Antibody detection using programmable antibody-responsive transcriptional switches. (A) Scheme of the transcriptional switch for the detection of Anti-Dig antibodies. (B) Time course experiments showing the signal of the Mango aptamer-binding fluorophore (TO-1) obtained upon cell-free transcription experiments carried out in the absence and presence (100 nM) of the Anti-Dig antibody. (C) Emission and excitation spectra at the end-point (120 min) of reactions shown in panel (B). (D) Fluorescence signals in a 10% diluted bovine serum solution supplemented with increasing Anti-Dig antibody concentrations. (E) Fluorescence signal obtained with Anti-Dig antibodies and different non-specific targets (all at 100 nM) in 10% bovine serum. (F) Scheme of the transcriptional switch activated by the Anti-DNP antibody using DNP-conjugated DNA strands. (G) Time course experiments showing the signal of the Spinach aptamer-binding fluorophore (DFHBI) obtained upon cell-free transcription experiments carried out in the absence and presence (100 nM) of the Anti-DNP antibody. (H) Emission and excitation spectra at the end-point (120 min) of the reactions shown in panel (G). (I) Fluorescence signals in a 10% diluted bovine serum solution supplemented with increasing Anti-DNP antibody concentrations. (J) Fluorescence signal obtained with Anti-DNP antibodies and different non-specific targets (all at 100 nM) in 10% bovine serum.
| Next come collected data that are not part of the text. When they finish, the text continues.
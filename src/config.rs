//! Client configuration.
//!
//! All wiring (spec, credentials, provider, conversion filters, server
//! selection) is explicit and passed at construction. There is no
//! process-wide default state.

use crate::auth::Credentials;
use crate::conversion::{normalize_tool_definition, ConverterConfig};
use crate::error::Result;
use crate::provider::LlmProvider;
use crate::request::ServerSelection;
use crate::spec::{OpenApiSpec, Operation};
use serde_json::Value;

/// Configuration for converting an OpenAPI spec to LLM tools and invoking
/// its operations. Owns the indexed spec exclusively.
pub struct ClientConfig {
    pub(crate) spec: OpenApiSpec,
    pub(crate) credentials: Option<Credentials>,
    pub(crate) provider: LlmProvider,
    pub(crate) converter_config: ConverterConfig,
    pub(crate) server: ServerSelection,
}

impl ClientConfig {
    /// Create a configuration for the given spec with defaults: no
    /// credentials, OpenAI provider, no operation filter, first applicable
    /// server.
    pub fn new(spec: OpenApiSpec) -> Self {
        Self {
            spec,
            credentials: None,
            provider: LlmProvider::default(),
            converter_config: ConverterConfig::default(),
            server: ServerSelection::default(),
        }
    }

    /// Set explicit credentials.
    pub fn with_credentials(mut self, credentials: Credentials) -> Self {
        self.credentials = Some(credentials);
        self
    }

    /// Derive credentials from a bare secret by inspecting the spec's first
    /// declared security scheme.
    pub fn with_secret(mut self, secret: impl Into<String>) -> Result<Self> {
        self.credentials = Some(Credentials::from_secret(&self.spec, secret)?);
        Ok(self)
    }

    /// Select the target LLM provider.
    pub fn with_provider(mut self, provider: LlmProvider) -> Self {
        self.provider = provider;
        self
    }

    /// Only convert the operations with the given operationIds.
    pub fn with_allowed_operations<I, S>(mut self, operation_ids: I) -> Self
    where
        I: IntoIterator<Item = S>,
        S: Into<String>,
    {
        let ids: Vec<String> = operation_ids.into_iter().map(Into::into).collect();
        self.converter_config.filter = ConverterConfig::allowed_operations(ids).filter;
        self
    }

    /// Only convert operations the given predicate accepts.
    pub fn with_operations_filter<F>(mut self, filter: F) -> Self
    where
        F: Fn(&Operation) -> bool + Send + Sync + 'static,
    {
        self.converter_config.filter = Some(Box::new(filter));
        self
    }

    /// Stop conversion after producing this many tool definitions.
    pub fn with_max_tools(mut self, max_tools: usize) -> Self {
        self.converter_config.max_tools = Some(max_tools);
        self
    }

    /// Override the base URL for every request, bypassing the spec's server
    /// lists.
    pub fn with_base_url(mut self, base_url: impl Into<String>) -> Self {
        self.server = ServerSelection::BaseUrl(base_url.into());
        self
    }

    /// Select a server by index from the applicable server list (operation,
    /// else path, else root level).
    pub fn with_server_index(mut self, index: usize) -> Self {
        self.server = ServerSelection::Index(index);
        self
    }

    /// The indexed specification.
    pub fn spec(&self) -> &OpenApiSpec {
        &self.spec
    }

    /// Tool definitions for the configured provider, normalized to the
    /// cross-provider naming and length constraints.
    pub fn tool_definitions(&self) -> Result<Vec<Value>> {
        let tools = self.provider.convert(&self.spec, &self.converter_config)?;
        Ok(tools.iter().map(normalize_tool_definition).collect())
    }
}

#[cfg(test)]
mod tests {
    use super::*;

    const SPEC: &str = r#"
openapi: 3.0.0
info:
  title: Crawler API
  version: 1.0.0
paths:
  /scrape:
    post:
      operationId: scrape
      summary: Scrape a single URL
      requestBody:
        content:
          application/json:
            schema:
              type: object
              properties:
                url:
                  type: string
              required: [url]
  /crawl:
    post:
      operationId: crawlUrls
      summary: Crawl a set of URLs
"#;

    #[test]
    fn allowed_operations_restricts_tool_definitions() {
        let spec = OpenApiSpec::from_str(SPEC).unwrap();
        let config = ClientConfig::new(spec).with_allowed_operations(["scrape"]);
        let tools = config.tool_definitions().unwrap();
        assert_eq!(tools.len(), 1);
        assert_eq!(tools[0]["function"]["name"], "scrape");
    }

    #[test]
    fn nonexistent_allowed_operations_yield_nothing() {
        let spec = OpenApiSpec::from_str(SPEC).unwrap();
        let config = ClientConfig::new(spec).with_allowed_operations(["ghost"]);
        assert!(config.tool_definitions().unwrap().is_empty());
    }

    #[test]
    fn definitions_are_normalized() {
        let spec = OpenApiSpec::from_json_value(serde_json::json!({
            "openapi": "3.0.0",
            "paths": {
                "/x": {
                    "get": {
                        "operationId": "odd name!with?chars",
                        "summary": "Odd",
                    }
                }
            }
        }))
        .unwrap();
        let config = ClientConfig::new(spec);
        let tools = config.tool_definitions().unwrap();
        assert_eq!(tools[0]["function"]["name"], "odd_name_with_chars");
    }
}
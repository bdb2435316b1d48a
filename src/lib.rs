//! # OpenAPI ⇄ LLM tool-calling bridge
//!
//! Turns an OpenAPI description into LLM tool definitions and LLM tool-call
//! responses into authenticated HTTP requests against the real API.
//!
//! ## Features
//!
//! - Index OpenAPI v3+ specifications (JSON and YAML), tolerating
//!   semi-structured real-world specs
//! - Generate tool definitions for OpenAI, Anthropic, and Cohere tool
//!   calling, normalized to their shared naming constraints
//! - Extract `{name, arguments}` tool-call payloads from arbitrarily shaped
//!   provider responses
//! - Synthesize requests with path/query/header binding, JSON bodies, and
//!   apiKey/bearer authentication
//! - Blocking and async invocation modes
//!
//! ## Example
//!
//! ```no_run
//! use openapi_llm::{ClientConfig, OpenApiClient, OpenApiSpec};
//! use serde_json::json;
//!
//! # fn main() -> openapi_llm::Result<()> {
//! let spec = OpenApiSpec::from_str(include_str!("../tests/fixtures/petstore.yml"))?;
//! let client = OpenApiClient::new(ClientConfig::new(spec).with_secret("my-api-key")?);
//!
//! // Hand these to the LLM provider.
//! let tools = client.tool_definitions()?;
//!
//! // Feed the provider's tool-call response back to invoke the API.
//! let llm_response = json!({"name": "getPetById", "arguments": {"petId": 1}});
//! let api_response = client.invoke(&llm_response)?;
//! # Ok(())
//! # }
//! ```

mod auth;
mod client;
mod config;
mod conversion;
mod error;
mod extractor;
mod provider;
mod request;
mod spec;

pub use auth::Credentials;
pub use client::{AsyncOpenApiClient, HttpSender, OpenApiClient, SendRequest};
pub use config::ClientConfig;
pub use conversion::{normalize_function_name, normalize_tool_definition, ConverterConfig};
pub use error::{OpenApiLlmError, Result};
pub use extractor::{extract_invocation, InvocationPayload};
pub use provider::LlmProvider;
pub use request::{build_request, Request, ServerSelection};
pub use spec::{OpenApiSpec, Operation};
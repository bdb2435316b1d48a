//! Structural search for tool-call payloads in LLM responses.
//!
//! LLM providers wrap tool calls in response shapes that differ wildly and
//! change over time, so no fixed schema is assumed. The extractor serializes
//! the response into a JSON tree and searches it depth-first for an object
//! that carries both a `name` key and the provider-specific arguments key.

use crate::error::{OpenApiLlmError, Result};
use serde::Serialize;
use serde_json::{Map, Value};

/// The `{name, arguments}` pair an LLM emits to request a tool call.
#[derive(Debug, Clone, PartialEq)]
pub struct InvocationPayload {
    /// The operationId of the operation to invoke.
    pub name: String,
    /// The arguments to bind to the operation's parameters.
    pub arguments: Map<String, Value>,
}

/// Extract a tool-call payload from an opaque LLM response.
///
/// The response may be a typed SDK struct, a raw JSON value, or any nesting
/// of maps and sequences around either; serialization to `Value` is the
/// canonical-conversion step that makes the search total. Returns `Ok(None)`
/// when no object anywhere in the tree carries both `name` and
/// `arguments_field` keys; that is an expected outcome, not an error. Fails
/// when a match is found but `name` is not a string, or the arguments are
/// neither an object nor a string parsing as a JSON object.
pub fn extract_invocation<T: Serialize>(
    response: &T,
    arguments_field: &str,
) -> Result<Option<InvocationPayload>> {
    let tree = serde_json::to_value(response)?;
    let Some(candidate) = search(&tree, arguments_field) else {
        return Ok(None);
    };

    let name = candidate
        .get("name")
        .and_then(Value::as_str)
        .ok_or_else(|| {
            OpenApiLlmError::Extraction(format!(
                "'name' is not a string in tool call payload: {}",
                candidate.get("name").cloned().unwrap_or(Value::Null)
            ))
        })?
        .to_string();

    let arguments = match candidate.get(arguments_field) {
        Some(Value::Object(map)) => map.clone(),
        Some(Value::String(text)) => match serde_json::from_str::<Value>(text) {
            Ok(Value::Object(map)) => map,
            _ => {
                return Err(OpenApiLlmError::Extraction(format!(
                    "'{arguments_field}' string does not parse as a JSON object: {text}"
                )))
            }
        },
        other => {
            return Err(OpenApiLlmError::Extraction(format!(
                "invalid '{arguments_field}' type for tool call, expected object or string, got {}",
                type_name(other)
            )))
        }
    };

    Ok(Some(InvocationPayload { name, arguments }))
}

/// Depth-first search for the first object containing both required keys.
/// Object values are visited in document order before array elements; the
/// first match wins.
fn search<'a>(tree: &'a Value, arguments_field: &str) -> Option<&'a Map<String, Value>> {
    match tree {
        Value::Object(map) => {
            if map.contains_key("name") && map.contains_key(arguments_field) {
                return Some(map);
            }
            map.values().find_map(|v| search(v, arguments_field))
        }
        Value::Array(items) => items.iter().find_map(|v| search(v, arguments_field)),
        // Primitives cannot contain a tool call.
        _ => None,
    }
}

fn type_name(value: Option<&Value>) -> &'static str {
    match value {
        None => "missing",
        Some(Value::Null) => "null",
        Some(Value::Bool(_)) => "bool",
        Some(Value::Number(_)) => "number",
        Some(Value::String(_)) => "string",
        Some(Value::Array(_)) => "array",
        Some(Value::Object(_)) => "object",
    }
}
#[cfg(test)]
mod tests {
    use super::*;
    use serde_json::json;

    const EDGE_CASE_SPEC: &str = r#"
openapi: 3.0.0
info:
  title: Edge cases
  version: 1.0.0
paths:
  /missing_operation_id:
    get:
      summary: Operation without an id
      responses:
        '200':
          description: Success
  /servers_order/path:
    servers:
      - url: https://inpath.example.com
    get:
      operationId: servers_order_path
      summary: Path-level server
      responses:
        '200':
          description: Success
  /servers_order/operation:
    servers:
      - url: https://inpath.example.com
    get:
      operationId: servers_order_operation
      summary: Operation-level server
      servers:
        - url: https://inoperation.example.com
      responses:
        '200':
          description: Success
"#;

    #[test]
    fn synthesized_operation_ids_are_deterministic() {
        assert_eq!(
            synthesize_operation_id("/missing_operation_id", "get"),
            "missing_operation_id_get"
        );
        assert_eq!(
            synthesize_operation_id("/pets/{petId}", "GET"),
            "pets_petid_get"
        );
        // Distinct (path, method) pairs never collide.
        assert_ne!(
            synthesize_operation_id("/pets", "get"),
            synthesize_operation_id("/pets", "post")
        );
        assert_ne!(
            synthesize_operation_id("/pets", "get"),
            synthesize_operation_id("/pet", "get")
        );
    }

    #[test]
    fn missing_operation_id_is_synthesized() {
        let spec = OpenApiSpec::from_str(EDGE_CASE_SPEC).unwrap();
        let op = spec.find_operation_by_id("missing_operation_id_get").unwrap();
        assert_eq!(op.method, "get");
        assert_eq!(op.path, "/missing_operation_id");
    }

    #[test]
    fn server_precedence_operation_then_path_then_default() {
        let spec = OpenApiSpec::from_str(EDGE_CASE_SPEC).unwrap();

        let op = spec.find_operation_by_id("servers_order_operation").unwrap();
        assert_eq!(op.resolve_server(0).unwrap(), "https://inoperation.example.com");

        let op = spec.find_operation_by_id("servers_order_path").unwrap();
        assert_eq!(op.resolve_server(0).unwrap(), "https://inpath.example.com");

        let op = spec.find_operation_by_id("missing_operation_id_get").unwrap();
        assert_eq!(op.resolve_server(0).unwrap(), "http://localhost");
    }

    #[test]
    fn server_precedence_falls_back_to_root() {
        let spec = OpenApiSpec::from_json_value(json!({
            "openapi": "3.0.0",
            "servers": [{"url": "https://root.example.com"}],
            "paths": {
                "/things": {
                    "get": {"operationId": "listThings", "summary": "List"}
                }
            }
        }))
        .unwrap();
        let op = spec.find_operation_by_id("listThings").unwrap();
        assert_eq!(op.resolve_server(0).unwrap(), "https://root.example.com");
    }

    #[test]
    fn out_of_bounds_server_selector_fails() {
        let spec = OpenApiSpec::from_str(EDGE_CASE_SPEC).unwrap();
        let op = spec.find_operation_by_id("servers_order_path").unwrap();
        let err = op.resolve_server(3).unwrap_err();
        assert!(matches!(err, OpenApiLlmError::Validation(_)));
    }

    #[test]
    fn unsupported_version_is_rejected() {
        let err = OpenApiSpec::from_json_value(json!({
            "openapi": "2.0.0",
            "paths": {}
        }))
        .unwrap_err();
        assert!(matches!(err, OpenApiLlmError::InvalidSpec(_)));

        let err = OpenApiSpec::from_json_value(json!({"paths": {}})).unwrap_err();
        assert!(matches!(err, OpenApiLlmError::InvalidSpec(_)));
    }

    #[test]
    fn missing_paths_is_rejected() {
        let err =
            OpenApiSpec::from_json_value(json!({"openapi": "3.1.0"})).unwrap_err();
        assert!(matches!(err, OpenApiLlmError::InvalidSpec(_)));
    }

    #[test]
    fn path_level_parameters_are_merged_first() {
        let spec = OpenApiSpec::from_json_value(json!({
            "openapi": "3.0.0",
            "paths": {
                "/users/{id}": {
                    "parameters": [
                        {"name": "id", "in": "path", "required": true, "schema": {"type": "string"}}
                    ],
                    "get": {
                        "operationId": "getUser",
                        "summary": "Get a user",
                        "parameters": [
                            {"name": "verbose", "in": "query", "schema": {"type": "boolean"}}
                        ]
                    }
                }
            }
        }))
        .unwrap();
        let op = spec.find_operation_by_id("getUser").unwrap();
        assert_eq!(op.parameters.len(), 2);
        assert_eq!(op.parameters_in("path").count(), 1);
        assert_eq!(op.parameters_in("query").count(), 1);
    }

    #[test]
    fn unknown_operation_id_is_not_found() {
        let spec = OpenApiSpec::from_str(EDGE_CASE_SPEC).unwrap();
        let err = spec.find_operation_by_id("nope").unwrap_err();
        assert!(matches!(err, OpenApiLlmError::OperationNotFound(_)));
    }
}
//! Per-evaluation trace: every node touched, its computed value, kind,
//! and the path by which it was first reached (`spec.md` §3 "Trace").

use std::collections::HashMap;

use ratedag_common::Value;

#[cfg(feature = "serde")]
use serde::{Deserialize, Serialize};

/// One node's record in a [`Trace`]: the value computed, its kind tag,
/// and the ordered ancestor path from the evaluation target down to
/// this node, as it stood the first time the node was reached.
#[cfg_attr(feature = "serde", derive(Serialize, Deserialize))]
#[derive(Debug, Clone, PartialEq)]
pub struct TraceRecord {
    pub value: Value,
    pub kind: &'static str,
    pub path: Vec<String>,
}

/// A mapping from node name to its [`TraceRecord`], populated once per
/// node — a cache hit for an already-recorded node is not re-recorded
/// (`spec.md` §4.4 step 1).
#[derive(Debug, Clone, Default, PartialEq)]
pub struct Trace {
    records: HashMap<String, TraceRecord>,
}

impl Trace {
    pub fn new() -> Self {
        Self::default()
    }

    pub fn contains(&self, node: &str) -> bool {
        self.records.contains_key(node)
    }

    pub fn record(&mut self, node: &str, value: Value, kind: &'static str, path: Vec<String>) {
        self.records
            .entry(node.to_string())
            .or_insert(TraceRecord { value, kind, path });
    }

    pub fn get(&self, node: &str) -> Option<&TraceRecord> {
        self.records.get(node)
    }

    pub fn len(&self) -> usize {
        self.records.len()
    }

    pub fn is_empty(&self) -> bool {
        self.records.is_empty()
    }

    pub fn iter(&self) -> impl Iterator<Item = (&str, &TraceRecord)> {
        self.records.iter().map(|(k, v)| (k.as_str(), v))
    }
}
The experiments here were conducted at 25 °C in a 20 μL solution of a commercial transcription kit supplemented with the transcriptional switch module (100 nM), the antibody-responsive module (each at 30 nM), and the antibody (100 nM). For binding experiments (D, I), the antibody concentrations were varied from 0 to 300 nM, while the other components were kept at the same concentration as mentioned before. The transcription reaction was allowed to proceed for 120 min (or shorter time as indicated in panels B, G), and then, an aliquot was transferred to 100 μL of 10 mM Tris–HCl and 75 mM KCl, pH 7.4 solution containing the relevant dye, and the fluorescence signal measured after 15 min.

Figure 4

Modular transcriptional switch for Anti-HA antibody detection. (A) Modular version of the transcriptional switch to use peptide-PNA chimera strands as recognition elements of Anti-HA antibodies. (B) Fluorescence signal as a function of the Anti-HA concentration in a 10% diluted bovine serum solution. (C) Antibody quantification assessed by spiking blank serum samples with different known concentrations of the Anti-HA antibody (2, 7, 17, and 25 nM). Median values (black value and horizontal line) and 95% confidence intervals (gray values in parenthesis and red bars) are indicated. The experiments here were conducted at 25 °C in a 20 μL solution of a commercial transcription kit supplemented with the transcriptional switch module (100 nM), split input strands (each at 30 nM), HA-PNA chimera strands (100 nM), and different concentrations of the Anti-HA antibody (as indicated). The transcription reaction was allowed to proceed for 120 min, and then, an aliquot was transferred to 100 μL of 10 mM Tris–HCl and 75 mM KCl, pH 7.4 solution containing 300 nM of TO-1, and the fluorescence signal measured after 15 min.